Blow for commercial aircraft electric propulsion as Airbus and Rolls-Royce cancel E-Fan X programme

Blow for commercial aircraft electric propulsion as Airbus and Rolls-Royce cancel E-Fan X programme | E-Fan X,electric,hybrid,Zunum Aero,E-Fan

(photo: Airbus)

Fri 1 May 2020 – Airbus and Rolls-Royce have announced an ending to their joint hybrid-electric E-Fan X demonstrator programme, a pioneering project directed towards the electrification of commercial passenger aircraft. A BAe 146 RJ100 test aircraft with one of its four jet engines replaced by a 2.5MW motor was due to embark on its first flight in 2021. With the industry in Covid-19 crisis mode, both parties have decided the actual requirement to carry out the test flight was “not critical at this time”.  Airbus Chief Technology Officer Grazia Vittadini said as the aircraft manufacturer started “to navigate the realities of a post-Covid-19 world”, it needed to refocus and reprioritise its efforts to decarbonise the aviation industry. Rolls-Royce CTO Paul Stein said the company would continue with ground testing of the power generation system it had developed for the programme.


Vittadini said when the E-Fan X project was launched in 2017, the ambition had been to push the limits of testing disruptive technologies for future aircraft.


“And we did just that – E-Fan X has shattered pre-conceived notions of what is possible in future flight,” she said. “This helped us pave the way for an industry-wide decarbonisation movement of which we’re proud to take the lead.”


However, decarbonising the industry was “no small feat”, she said. “To achieve this, we need to re-focus all of our efforts on technology bricks that will take us there. It’s for this reason that Airbus and Rolls-Royce have decided to bring the E-Fan X demonstrator to an end. As with all ground-breaking R&T projects, it’s our duty to constantly evaluate and reprioritise them to ensure alignment with our ambitions. These decisions are not always easy, but they’re undoubtedly necessary to stay the course.”


Those “technology bricks” included hybrid architectures, high-voltage systems and batteries that would be employed on other demonstrator projects, and would continue to be developed and matured at the Airbus E-Aircraft System Test House, reported Vittadini. Exploring the possibilities and limitations of serial hybrid-electric propulsion during the E-Fan X project had also opened up inquiry into other new technology pathways, such as hydrogen, she added.

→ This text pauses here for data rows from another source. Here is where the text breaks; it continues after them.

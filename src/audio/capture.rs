// Streaming audio capture via cpal
//
// A CaptureStream owns one cpal input stream. The callback takes the first
// channel of each delivered chunk, records the chunk RMS in an atomic level
// meter, and appends a copy to the shared ring buffer. Dropping the stream
// stops capture (Capturing -> Idle). Runtime stream errors raise a failure
// flag that the recognition loop observes and stops on; device-open failures
// surface immediately and are not retried.

use std::sync::atomic::{AtomicBool, AtomicU64, Ordering};
use std::sync::{Arc, Mutex};
use std::time::{Duration, Instant};

use cpal::traits::{DeviceTrait, HostTrait, StreamTrait};

use crate::analysis::features::{dbfs, rms};
use crate::audio::ring_buffer::RingBuffer;
use crate::error::AudioError;

pub struct CaptureStream {
    // Held only to keep the stream alive; dropping it closes the device.
    _stream: cpal::Stream,
    level_bits: Arc<AtomicU64>,
    failed: Arc<AtomicBool>,
}

impl CaptureStream {
    /// Open an input stream at `fs` delivering ~`chunk_frames` frames per
    /// callback into `ring`.
    pub fn open(
        fs: u32,
        device_name: Option<&str>,
        chunk_frames: usize,
        ring: Arc<RingBuffer>,
    ) -> Result<Self, AudioError> {
        let device = select_input_device(device_name)?;
        let (config, channels) = input_config(&device, fs, chunk_frames)?;

        let level_bits = Arc::new(AtomicU64::new(0f64.to_bits()));
        let failed = Arc::new(AtomicBool::new(false));

        let cb_level = Arc::clone(&level_bits);
        let err_failed = Arc::clone(&failed);
        let err_fn = move |err: cpal::StreamError| {
            tracing::error!("input stream error: {}", err);
            err_failed.store(true, Ordering::SeqCst);
        };

        let stream = device
            .build_input_stream(
                &config,
                move |data: &[f32], _: &cpal::InputCallbackInfo| {
                    let chunk = first_channel(data, channels);
                    cb_level.store(rms(&chunk).to_bits(), Ordering::Relaxed);
                    ring.push(chunk);
                },
                err_fn,
                None,
            )
            .map_err(|e| AudioError::StreamOpenFailed {
                reason: format!("{}", e),
            })?;

        stream.play().map_err(|e| AudioError::StreamOpenFailed {
            reason: format!("failed to start stream: {}", e),
        })?;

        Ok(Self {
            _stream: stream,
            level_bits,
            failed,
        })
    }

    /// RMS of the most recent chunk, for a caller's level meter.
    pub fn level_rms(&self) -> f64 {
        f64::from_bits(self.level_bits.load(Ordering::Relaxed))
    }

    pub fn level_dbfs(&self) -> f64 {
        dbfs(self.level_rms())
    }

    /// Shared flag raised by the error callback; observed by the
    /// recognition loop.
    pub fn failure_flag(&self) -> Arc<AtomicBool> {
        Arc::clone(&self.failed)
    }

    pub fn has_failed(&self) -> bool {
        self.failed.load(Ordering::SeqCst)
    }
}

/// Record exactly `seconds` of mono audio and return the samples.
/// Synchronous; does not touch any streaming ring buffer.
pub fn record_fixed_duration(
    fs: u32,
    seconds: f64,
    device_name: Option<&str>,
) -> Result<Vec<f32>, AudioError> {
    let target = (seconds * fs as f64).round() as usize;
    if target == 0 {
        return Ok(Vec::new());
    }

    let device = select_input_device(device_name)?;
    let chunk_frames = ((fs as f64 * 0.1) as usize).max(32);
    let (config, channels) = input_config(&device, fs, chunk_frames)?;

    let collected: Arc<Mutex<Vec<f32>>> = Arc::new(Mutex::new(Vec::with_capacity(target)));
    let failed = Arc::new(AtomicBool::new(false));

    let cb_collected = Arc::clone(&collected);
    let err_failed = Arc::clone(&failed);
    let err_fn = move |err: cpal::StreamError| {
        tracing::error!("recording stream error: {}", err);
        err_failed.store(true, Ordering::SeqCst);
    };

    let stream = device
        .build_input_stream(
            &config,
            move |data: &[f32], _: &cpal::InputCallbackInfo| {
                let chunk = first_channel(data, channels);
                let mut samples = cb_collected
                    .lock()
                    .unwrap_or_else(|poisoned| poisoned.into_inner());
                if samples.len() < target {
                    samples.extend_from_slice(&chunk);
                }
            },
            err_fn,
            None,
        )
        .map_err(|e| AudioError::StreamOpenFailed {
            reason: format!("{}", e),
        })?;

    stream.play().map_err(|e| AudioError::StreamOpenFailed {
        reason: format!("failed to start stream: {}", e),
    })?;

    let deadline = Instant::now() + Duration::from_secs_f64(seconds * 2.0 + 2.0);
    loop {
        std::thread::sleep(Duration::from_millis(10));
        if failed.load(Ordering::SeqCst) {
            return Err(AudioError::StreamFailure {
                reason: "input stream reported an error during recording".into(),
            });
        }
        let len = collected
            .lock()
            .unwrap_or_else(|poisoned| poisoned.into_inner())
            .len();
        if len >= target {
            break;
        }
        if Instant::now() >= deadline {
            drop(stream);
            return Err(AudioError::ShortCapture {
                expected: target,
                captured: len,
            });
        }
    }
    drop(stream);

    let mut samples = collected
        .lock()
        .unwrap_or_else(|poisoned| poisoned.into_inner())
        .clone();
    samples.truncate(target);
    Ok(samples)
}

fn select_input_device(name: Option<&str>) -> Result<cpal::Device, AudioError> {
    let host = cpal::default_host();
    match name {
        Some(wanted) => host
            .input_devices()
            .map_err(|e| AudioError::StreamOpenFailed {
                reason: format!("cannot enumerate input devices: {}", e),
            })?
            .find(|d| d.name().map(|n| n == wanted).unwrap_or(false))
            .ok_or_else(|| AudioError::NoInputDevice {
                name: Some(wanted.to_string()),
            }),
        None => host
            .default_input_device()
            .ok_or(AudioError::NoInputDevice { name: None }),
    }
}

fn input_config(
    device: &cpal::Device,
    fs: u32,
    chunk_frames: usize,
) -> Result<(cpal::StreamConfig, usize), AudioError> {
    let supported = device
        .default_input_config()
        .map_err(|e| AudioError::StreamOpenFailed {
            reason: format!("cannot query input config: {}", e),
        })?;
    if supported.sample_format() != cpal::SampleFormat::F32 {
        return Err(AudioError::StreamOpenFailed {
            reason: format!(
                "only F32 input is supported, device offers {:?}",
                supported.sample_format()
            ),
        });
    }

    let mut config: cpal::StreamConfig = supported.into();
    config.sample_rate = cpal::SampleRate(fs);
    config.buffer_size = cpal::BufferSize::Fixed(chunk_frames as u32);
    let channels = config.channels as usize;
    Ok((config, channels))
}

/// De-interleave: keep the first channel only.
fn first_channel(data: &[f32], channels: usize) -> Vec<f32> {
    if channels <= 1 {
        return data.to_vec();
    }
    data.chunks(channels).map(|frame| frame[0]).collect()
}
// Model persistence and training errors

use std::fmt;

use super::{AnalysisError, AudioError};

/// Errors from saving or loading a persisted command model.
#[derive(Debug, Clone, PartialEq)]
pub enum ModelError {
    Io { path: String, reason: String },
    Format { path: String, reason: String },
}

impl fmt::Display for ModelError {
    fn fmt(&self, f: &mut fmt::Formatter<'_>) -> fmt::Result {
        match self {
            ModelError::Io { path, reason } => {
                write!(f, "model file '{}': {}", path, reason)
            }
            ModelError::Format { path, reason } => {
                write!(f, "model file '{}' is not valid: {}", path, reason)
            }
        }
    }
}

impl std::error::Error for ModelError {}

/// Errors from training a command model from recorded clips.
#[derive(Debug, Clone, PartialEq)]
pub enum TrainError {
    /// A label's folder holds fewer recordings than required.
    InsufficientData {
        label: String,
        folder: String,
        found: usize,
        required: usize,
    },

    /// A recording was made at a different sample rate than configured.
    SampleRateMismatch {
        path: String,
        expected: u32,
        found: u32,
    },

    /// A label folder could not be listed.
    Io { path: String, reason: String },

    Audio(AudioError),
    Analysis(AnalysisError),
    Model(ModelError),
}

impl fmt::Display for TrainError {
    fn fmt(&self, f: &mut fmt::Formatter<'_>) -> fmt::Result {
        match self {
            TrainError::InsufficientData {
                label,
                folder,
                found,
                required,
            } => {
                write!(
                    f,
                    "label '{}' needs at least {} recordings in {} (found {})",
                    label, required, folder, found
                )
            }
            TrainError::SampleRateMismatch {
                path,
                expected,
                found,
            } => {
                write!(
                    f,
                    "recording '{}' has sample rate {} Hz, expected {} Hz",
                    path, found, expected
                )
            }
            TrainError::Io { path, reason } => {
                write!(f, "cannot list recordings in '{}': {}", path, reason)
            }
            TrainError::Audio(e) => write!(f, "{}", e),
            TrainError::Analysis(e) => write!(f, "{}", e),
            TrainError::Model(e) => write!(f, "{}", e),
        }
    }
}

impl std::error::Error for TrainError {}

impl From<AudioError> for TrainError {
    fn from(err: AudioError) -> Self {
        TrainError::Audio(err)
    }
}

impl From<AnalysisError> for TrainError {
    fn from(err: AnalysisError) -> Self {
        TrainError::Analysis(err)
    }
}

impl From<ModelError> for TrainError {
    fn from(err: ModelError) -> Self {
        TrainError::Model(err)
    }
}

“With our research partnerships on hybrid-electric and hydrogen airport infrastructure and operations, we will have laid a foundation for the future industry-wide adoption and regulatory acceptance of alternative-propulsion commercial aircraft,” she said.


“Thanks to these key learnings, Airbus has developed a more focused roadmap on how to progress on our ambitious decarbonisation commitments.”


Created at a scale never previously seen in the industry and one of the many great achievements of the programme, according to Stein, the power generation system developed by Rolls-Royce for E-Fan X comprised an embedded AE2100 gas turbine driving a 2.5MW generator and 3000V power electronics and an electric propulsion unit. The same size as a beer keg, the generator produces enough power to supply 2,500 homes, he said.


“The learning that has already placed us in an industry-leading position will be taken even further through the completion of the ground testing of our power generation system, which is already well advanced,” said Stein in a blog. “That work – one of a whole host of projects we are actively involved in – will ensure that we remain a pioneer of electrification, ready to power the more sustainable aircraft of the future.”


Zunum Aero, a US start-up that was developing a 12-seat hybrid-electric aircraft for short-haul passenger services failed last year, despite backing and funding from Boeing HorizonX and JetBlue Technology Ventures.